Q. What is it about Betta fish that make people believe they are "easy" fish to take care of?
Kevin Kohen: "Bettas are a member of the Osphronemidae family. Unlike most other bony fishes, these fish have a bony structure called a labyrinth organ. This complex bony structure, a modified extension found on the upper side of their first gill branch, enables these fish to gulp and breathe atmospheric air. For this reason, Bettas can be maintained for years in large bowls or containers that are not oxygenated - as long as the water is kept clean by performing water changes with de-chlorinated tap water of the same temperature."
Kevin Kohen: "A filtered aquarium is always ideal for any aquarium fish. An aquarium with established filtration and proper size heater provides a stable environment. However, due to their unique physiology, Bettas can live in bowls without filtration as long as the following criteria are met:
- The water must be kept clean and free of ammonia and nitrite. This can be accomplished by not overfeeding and performing water changes when needed.
- The fish bowl should be kept out of direct sunlight and maintained in a room that has a stable temperature. Temperature fluctuations are very stressful to any fish. As long as the fish are fed properly and the previous criteria are met, they can do quite well in small unfiltered containers. While it is common practice for pet stores to keep Bettas in cups, I would provide these fish with more room to swim."
Q. What should aquarists consider before purchasing a Betta fish?
Kevin Kohen: "The most important thing to consider before purchasing any fish is to make sure you can provide proper care. Research and plan ahead before purchasing any tropical fish, including Bettas. Fish require daily care and observation. If you can make this commitment and provide these animals with the proper care, Bettas make great pets."
Q. Where should people look for information if their Betta gets sick?
Kevin Kohen: "There are numerous publications written specifically about Bettas that include information pertaining to disease prevention and treatment. A local book store is one place to start. The Internet is another wonderful resource to learn about these fish, as well as our own website."
Q. Have you bred any Betta fish yourself? Are Bettas bred here in the US or abroad?

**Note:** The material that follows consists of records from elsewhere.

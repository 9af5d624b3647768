use std::sync::Arc;

use anyhow::Context;
use common_auth::TokenService;
use sqlx::postgres::PgPoolOptions;
use tokio::net::TcpListener;
use tracing::{info, warn};
use tracing_subscriber::EnvFilter;

use storefront_service::gateway::{PaymentGateway, StripeGateway, StubGateway};
use storefront_service::payments::PaymentBroker;
use storefront_service::store::Stores;
use storefront_service::{build_router, AppState, StorefrontConfig};

#[tokio::main]
async fn main() -> anyhow::Result<()> {
    tracing_subscriber::fmt()
        .with_env_filter(EnvFilter::try_from_default_env().unwrap_or_else(|_| EnvFilter::new("info")))
        .init();

    let config = StorefrontConfig::from_env()?;

    let pool = match &config.database_url {
        Some(url) => {
            let pool = PgPoolOptions::new()
                .max_connections(config.database_max_connections)
                .connect(url)
                .await
                .context("failed to connect to DATABASE_URL")?;
            // Ensure database schema is up to date before serving traffic
            sqlx::migrate!("./migrations").run(&pool).await?;
            Some(pool)
        }
        None => {
            warn!("DATABASE_URL not set; using in-memory store, data is lost on restart");
            None
        }
    };
    let stores = match &pool {
        Some(pool) => Stores::postgres(pool.clone()),
        None => Stores::memory(),
    };

    let gateway: Arc<dyn PaymentGateway> = match &config.stripe {
        Some(stripe) => {
            info!(api_base = %stripe.api_base, "payment intents go to Stripe");
            Arc::new(StripeGateway::new(stripe.api_base.clone(), stripe.secret_key.clone()))
        }
        None => {
            warn!("STRIPE_SECRET_KEY not set; payment intents are stubbed");
            Arc::new(StubGateway::default())
        }
    };

    let state = AppState::new(
        TokenService::new(config.jwt.clone()),
        stores,
        PaymentBroker::new(gateway, config.currency.clone()),
        config.approval,
    );
    let app = build_router(state, &config.allowed_origins);

    let listener = TcpListener::bind(config.bind_addr).await?;
    info!(addr = %config.bind_addr, approval = ?config.approval, "starting storefront-service");
    axum::serve(listener, app).with_graceful_shutdown(shutdown_signal()).await?;

    if let Some(pool) = pool {
        pool.close().await;
    }
    info!("storefront-service stopped");
    Ok(())
}

async fn shutdown_signal() {
    let ctrl_c = async {
        if let Err(err) = tokio::signal::ctrl_c().await {
            warn!(error = %err, "failed to listen for ctrl-c");
            std::future::pending::<()>().await;
        }
    };

    #[cfg(unix)]
    let terminate = async {
        match tokio::signal::unix::signal(tokio::signal::unix::SignalKind::terminate()) {
            Ok(mut signal) => {
                signal.recv().await;
            }
            Err(err) => {
                warn!(error = %err, "failed to listen for SIGTERM");
                std::future::pending::<()>().await;
            }
        }
    };
    #[cfg(not(unix))]
    let terminate = std::future::pending::<()>();

    tokio::select! {
        _ = ctrl_c => {},
        _ = terminate => {},
    }
    info!("shutdown signal received");
}
use std::fmt;

/// Runtime configuration for token signing and verification.
#[derive(Clone)]
pub struct JwtConfig {
    /// Server-held HMAC secret.
    pub secret: String,
    /// Lifetime of issued tokens in seconds.
    pub ttl_seconds: i64,
    /// Allowable clock skew in seconds when validating exp.
    pub leeway_seconds: u32,
}

impl JwtConfig {
    /// Construct config with a 24 hour token lifetime and 30 second leeway.
    pub fn new(secret: impl Into<String>) -> Self {
        Self {
            secret: secret.into(),
            ttl_seconds: 24 * 60 * 60,
            leeway_seconds: 30,
        }
    }

    pub fn with_ttl(mut self, seconds: i64) -> Self {
        self.ttl_seconds = seconds;
        self
    }

    /// Adjust the allowed leeway.
    pub fn with_leeway(mut self, seconds: u32) -> Self {
        self.leeway_seconds = seconds;
        self
    }
}

impl fmt::Debug for JwtConfig {
    fn fmt(&self, f: &mut fmt::Formatter<'_>) -> fmt::Result {
        f.debug_struct("JwtConfig")
            .field("secret", &"<redacted>")
            .field("ttl_seconds", &self.ttl_seconds)
            .field("leeway_seconds", &self.leeway_seconds)
            .finish()
    }
}
use bigdecimal::{BigDecimal, ToPrimitive, Zero};
use thiserror::Error;

/// Minor units per major unit for every supported currency (two-decimal currencies only).
pub const MINOR_UNITS_PER_MAJOR: i64 = 100;

#[derive(Debug, Error, PartialEq, Eq)]
pub enum MoneyError {
    #[error("amount must be positive, got {0}")]
    NonPositive(String),
    #[error("amount {0} does not fit in minor units")]
    OutOfRange(String),
}

/// Convert a positive major-unit amount to integer minor units (cents),
/// rounding half-up on the third decimal.
pub fn to_minor_units(amount: &BigDecimal) -> Result<i64, MoneyError> {
    if amount <= &BigDecimal::zero() {
        return Err(MoneyError::NonPositive(amount.to_string()));
    }
    let half = BigDecimal::new(5.into(), 1);
    let scaled = (amount * BigDecimal::from(MINOR_UNITS_PER_MAJOR) + half).with_scale(0);
    let minor = scaled
        .to_i64()
        .ok_or_else(|| MoneyError::OutOfRange(amount.to_string()))?;
    if minor == 0 {
        return Err(MoneyError::NonPositive(amount.to_string()));
    }
    Ok(minor)
}

pub fn from_minor_units(minor: i64) -> BigDecimal {
    BigDecimal::new(minor.into(), 2)
}

/// Round a positive amount to whole cents using the same rule as [`to_minor_units`].
pub fn round_to_cents(amount: &BigDecimal) -> Result<BigDecimal, MoneyError> {
    to_minor_units(amount).map(from_minor_units)
}

#[cfg(test)]
mod tests {
    use super::*;
    use std::str::FromStr;

    #[test]
    fn whole_amount_converts() {
        assert_eq!(to_minor_units(&BigDecimal::from(20)), Ok(2000));
    }

    #[test]
    fn fractional_cents_round_half_up() {
        assert_eq!(to_minor_units(&BigDecimal::from_str("19.994").unwrap()), Ok(1999));
        assert_eq!(to_minor_units(&BigDecimal::from_str("19.995").unwrap()), Ok(2000));
    }

    #[test]
    fn float_noise_is_absorbed() {
        // What serde produces for a JSON number like 19.99 parsed through f64.
        let noisy = BigDecimal::from_str("19.989999999999998436805981327779591083526611328125").unwrap();
        assert_eq!(to_minor_units(&noisy), Ok(1999));
    }

    #[test]
    fn rounds_to_two_decimals() {
        let rounded = round_to_cents(&BigDecimal::from_str("12.345").unwrap()).unwrap();
        assert_eq!(rounded.to_string(), "12.35");
    }

    #[test]
    fn non_positive_is_rejected() {
        assert!(matches!(to_minor_units(&BigDecimal::zero()), Err(MoneyError::NonPositive(_))));
        assert!(matches!(to_minor_units(&BigDecimal::from(-5)), Err(MoneyError::NonPositive(_))));
        assert!(matches!(to_minor_units(&BigDecimal::from_str("0.001").unwrap()), Err(MoneyError::NonPositive(_))));
    }
}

Kevin Kohen: "I have never bred Bettas but I have bred other Anabantoids such as Gouramis. These fish will build a "bubble nest" where fish eggs are deposited and fertilized. A bubble nest is a construct of numerous air bubbles held together at the surface of the water by secretions from the parent fish. The more common and colorful Betta (Betta splendens) is commercially bred in fish farms in Singapore, Thailand, and Malaysia. Some of the more unique species that may not exhibit incredible coloration are bred in the US by home breeders. These uncommon varieties are sold and traded through aquarium clubs, or sold to local pet stores."
Q. Why are male Bettas so aggressive?
Kevin Kohen: "Male Bettas are very territorial. Though males demonstrate aggressive territorial behavior towards other males, they are normally not aggressive towards other types of fish. It is in their nature for males to behave this way towards one another. Showing off their elaborate fins and defending desirable territory increases their chance of attracting a female to mate. The dominant male Betta will keep his rivals away so he will have the female fish all to himself."
Q. Is there any other information or facts you'd like to share about Bettas?
Kevin Kohen: "Bettas are hardy, colorful freshwater fish ideal for the beginner that has researched care and husbandry requirements. I cannot stress enough the importance of proper planning and research. Become a well-informed aquarist and provide the best possible care for these incredible fish."